Collected data:
⁂

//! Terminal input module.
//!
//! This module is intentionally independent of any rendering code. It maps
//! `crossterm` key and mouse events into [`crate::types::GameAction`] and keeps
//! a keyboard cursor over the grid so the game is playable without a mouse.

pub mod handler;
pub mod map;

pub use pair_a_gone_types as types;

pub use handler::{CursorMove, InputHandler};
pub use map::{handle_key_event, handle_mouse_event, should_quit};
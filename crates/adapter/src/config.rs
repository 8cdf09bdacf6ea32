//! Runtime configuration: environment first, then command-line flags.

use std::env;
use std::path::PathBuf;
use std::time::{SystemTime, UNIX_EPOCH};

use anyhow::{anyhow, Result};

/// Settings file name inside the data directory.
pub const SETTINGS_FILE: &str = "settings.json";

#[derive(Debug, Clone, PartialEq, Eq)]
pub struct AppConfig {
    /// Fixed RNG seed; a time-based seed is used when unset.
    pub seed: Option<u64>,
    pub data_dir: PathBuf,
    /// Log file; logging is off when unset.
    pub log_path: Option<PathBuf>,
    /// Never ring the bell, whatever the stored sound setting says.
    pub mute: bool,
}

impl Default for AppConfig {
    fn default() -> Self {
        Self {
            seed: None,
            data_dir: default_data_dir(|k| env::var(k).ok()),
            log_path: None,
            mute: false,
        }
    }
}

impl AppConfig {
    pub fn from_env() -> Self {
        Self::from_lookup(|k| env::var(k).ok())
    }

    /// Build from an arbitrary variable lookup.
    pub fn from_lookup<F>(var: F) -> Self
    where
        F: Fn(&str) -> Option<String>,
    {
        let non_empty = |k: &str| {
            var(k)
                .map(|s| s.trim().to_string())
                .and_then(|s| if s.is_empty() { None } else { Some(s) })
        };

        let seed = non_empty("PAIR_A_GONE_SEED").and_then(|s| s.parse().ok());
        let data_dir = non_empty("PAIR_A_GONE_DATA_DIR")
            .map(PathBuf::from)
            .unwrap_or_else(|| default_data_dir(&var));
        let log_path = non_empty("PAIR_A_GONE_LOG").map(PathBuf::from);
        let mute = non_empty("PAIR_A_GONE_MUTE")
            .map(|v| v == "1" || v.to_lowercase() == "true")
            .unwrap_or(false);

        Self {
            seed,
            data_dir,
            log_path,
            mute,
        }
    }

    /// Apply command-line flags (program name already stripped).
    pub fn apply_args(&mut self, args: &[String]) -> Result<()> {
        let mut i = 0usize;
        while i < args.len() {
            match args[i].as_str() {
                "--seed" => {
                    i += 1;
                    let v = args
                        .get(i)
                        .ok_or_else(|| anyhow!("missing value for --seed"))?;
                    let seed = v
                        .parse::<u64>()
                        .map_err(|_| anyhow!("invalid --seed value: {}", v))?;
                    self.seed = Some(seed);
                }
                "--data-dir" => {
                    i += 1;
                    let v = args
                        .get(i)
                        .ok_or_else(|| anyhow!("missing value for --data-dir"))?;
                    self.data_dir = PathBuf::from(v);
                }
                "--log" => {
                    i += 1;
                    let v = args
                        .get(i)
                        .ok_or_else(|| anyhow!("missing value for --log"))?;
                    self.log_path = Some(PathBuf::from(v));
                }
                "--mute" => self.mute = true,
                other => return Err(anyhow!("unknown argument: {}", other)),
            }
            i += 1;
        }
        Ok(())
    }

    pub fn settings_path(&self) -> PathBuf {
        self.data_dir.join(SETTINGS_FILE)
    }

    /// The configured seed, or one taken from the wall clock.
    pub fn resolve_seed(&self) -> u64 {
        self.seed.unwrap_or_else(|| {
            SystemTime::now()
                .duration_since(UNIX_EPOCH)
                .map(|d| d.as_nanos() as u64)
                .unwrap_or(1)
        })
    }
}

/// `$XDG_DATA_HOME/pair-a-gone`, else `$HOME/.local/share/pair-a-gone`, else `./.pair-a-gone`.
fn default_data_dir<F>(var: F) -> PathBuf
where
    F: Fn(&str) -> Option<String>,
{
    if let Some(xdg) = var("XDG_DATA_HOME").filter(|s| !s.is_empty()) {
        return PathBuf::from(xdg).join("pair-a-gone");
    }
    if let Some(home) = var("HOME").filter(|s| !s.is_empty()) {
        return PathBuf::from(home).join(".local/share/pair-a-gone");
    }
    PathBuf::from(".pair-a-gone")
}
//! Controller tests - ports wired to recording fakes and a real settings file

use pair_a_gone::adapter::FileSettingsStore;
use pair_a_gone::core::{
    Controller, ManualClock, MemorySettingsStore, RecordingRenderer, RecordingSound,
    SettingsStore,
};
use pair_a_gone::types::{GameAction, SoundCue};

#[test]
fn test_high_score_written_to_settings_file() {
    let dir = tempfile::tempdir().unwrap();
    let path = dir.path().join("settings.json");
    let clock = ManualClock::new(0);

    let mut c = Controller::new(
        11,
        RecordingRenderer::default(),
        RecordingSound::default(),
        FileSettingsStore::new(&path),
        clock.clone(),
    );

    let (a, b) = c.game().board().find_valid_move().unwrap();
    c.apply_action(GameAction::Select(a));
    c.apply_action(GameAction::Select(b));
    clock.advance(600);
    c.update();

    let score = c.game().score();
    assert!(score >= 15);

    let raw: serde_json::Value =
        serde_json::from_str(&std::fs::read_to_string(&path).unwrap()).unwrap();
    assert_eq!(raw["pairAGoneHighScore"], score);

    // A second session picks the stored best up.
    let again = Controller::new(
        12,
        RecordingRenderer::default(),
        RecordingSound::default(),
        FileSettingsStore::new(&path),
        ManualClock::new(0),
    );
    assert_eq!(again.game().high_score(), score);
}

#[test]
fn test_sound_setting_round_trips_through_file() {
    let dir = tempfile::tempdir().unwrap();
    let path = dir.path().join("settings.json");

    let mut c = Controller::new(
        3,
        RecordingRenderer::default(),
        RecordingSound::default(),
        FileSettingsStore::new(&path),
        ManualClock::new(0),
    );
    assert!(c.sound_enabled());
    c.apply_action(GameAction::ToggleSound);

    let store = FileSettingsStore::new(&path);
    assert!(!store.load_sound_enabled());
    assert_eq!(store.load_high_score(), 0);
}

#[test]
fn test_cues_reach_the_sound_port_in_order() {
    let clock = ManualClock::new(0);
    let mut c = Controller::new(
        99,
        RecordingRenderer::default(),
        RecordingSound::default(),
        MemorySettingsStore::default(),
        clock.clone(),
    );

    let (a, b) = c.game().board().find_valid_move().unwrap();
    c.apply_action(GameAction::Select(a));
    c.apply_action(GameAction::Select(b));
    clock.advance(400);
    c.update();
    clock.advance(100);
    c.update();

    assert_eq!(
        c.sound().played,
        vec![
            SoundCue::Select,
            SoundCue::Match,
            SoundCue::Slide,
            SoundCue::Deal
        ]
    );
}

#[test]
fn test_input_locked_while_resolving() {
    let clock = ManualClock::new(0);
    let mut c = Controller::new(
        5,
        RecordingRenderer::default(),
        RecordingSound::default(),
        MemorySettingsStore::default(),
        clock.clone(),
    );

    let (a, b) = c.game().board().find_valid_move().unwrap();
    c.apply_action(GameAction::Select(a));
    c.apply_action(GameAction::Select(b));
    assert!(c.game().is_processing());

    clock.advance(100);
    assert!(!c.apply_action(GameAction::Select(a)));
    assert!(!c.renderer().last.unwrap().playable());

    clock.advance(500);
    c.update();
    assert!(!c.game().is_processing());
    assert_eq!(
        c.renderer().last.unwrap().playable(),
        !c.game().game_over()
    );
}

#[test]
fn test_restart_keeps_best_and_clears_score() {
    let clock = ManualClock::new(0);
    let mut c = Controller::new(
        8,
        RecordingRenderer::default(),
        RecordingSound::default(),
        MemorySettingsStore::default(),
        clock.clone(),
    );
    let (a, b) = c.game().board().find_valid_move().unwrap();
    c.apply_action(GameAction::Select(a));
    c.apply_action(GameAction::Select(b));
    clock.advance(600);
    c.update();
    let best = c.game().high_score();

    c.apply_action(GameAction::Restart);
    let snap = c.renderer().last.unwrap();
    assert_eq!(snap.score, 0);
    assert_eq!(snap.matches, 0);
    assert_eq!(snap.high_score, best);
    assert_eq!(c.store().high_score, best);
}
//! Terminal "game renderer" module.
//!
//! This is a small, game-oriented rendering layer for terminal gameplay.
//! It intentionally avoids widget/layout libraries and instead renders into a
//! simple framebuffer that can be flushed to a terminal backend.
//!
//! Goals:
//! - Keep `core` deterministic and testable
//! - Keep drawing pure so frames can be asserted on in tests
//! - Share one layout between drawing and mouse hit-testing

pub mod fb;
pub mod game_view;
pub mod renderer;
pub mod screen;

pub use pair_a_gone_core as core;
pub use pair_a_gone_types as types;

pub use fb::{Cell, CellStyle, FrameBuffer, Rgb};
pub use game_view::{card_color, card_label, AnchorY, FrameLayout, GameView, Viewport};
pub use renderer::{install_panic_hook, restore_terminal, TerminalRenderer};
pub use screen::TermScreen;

⁂

About this task: Display each line of the data where "local" occurs.

Solution for this problem:
/// `$XDG_DATA_HOME/pair-a-gone`, else `$HOME/.local/share/pair-a-gone`, else `./.pair-a-gone`.
        return PathBuf::from(home).join(".local/share/pair-a-gone");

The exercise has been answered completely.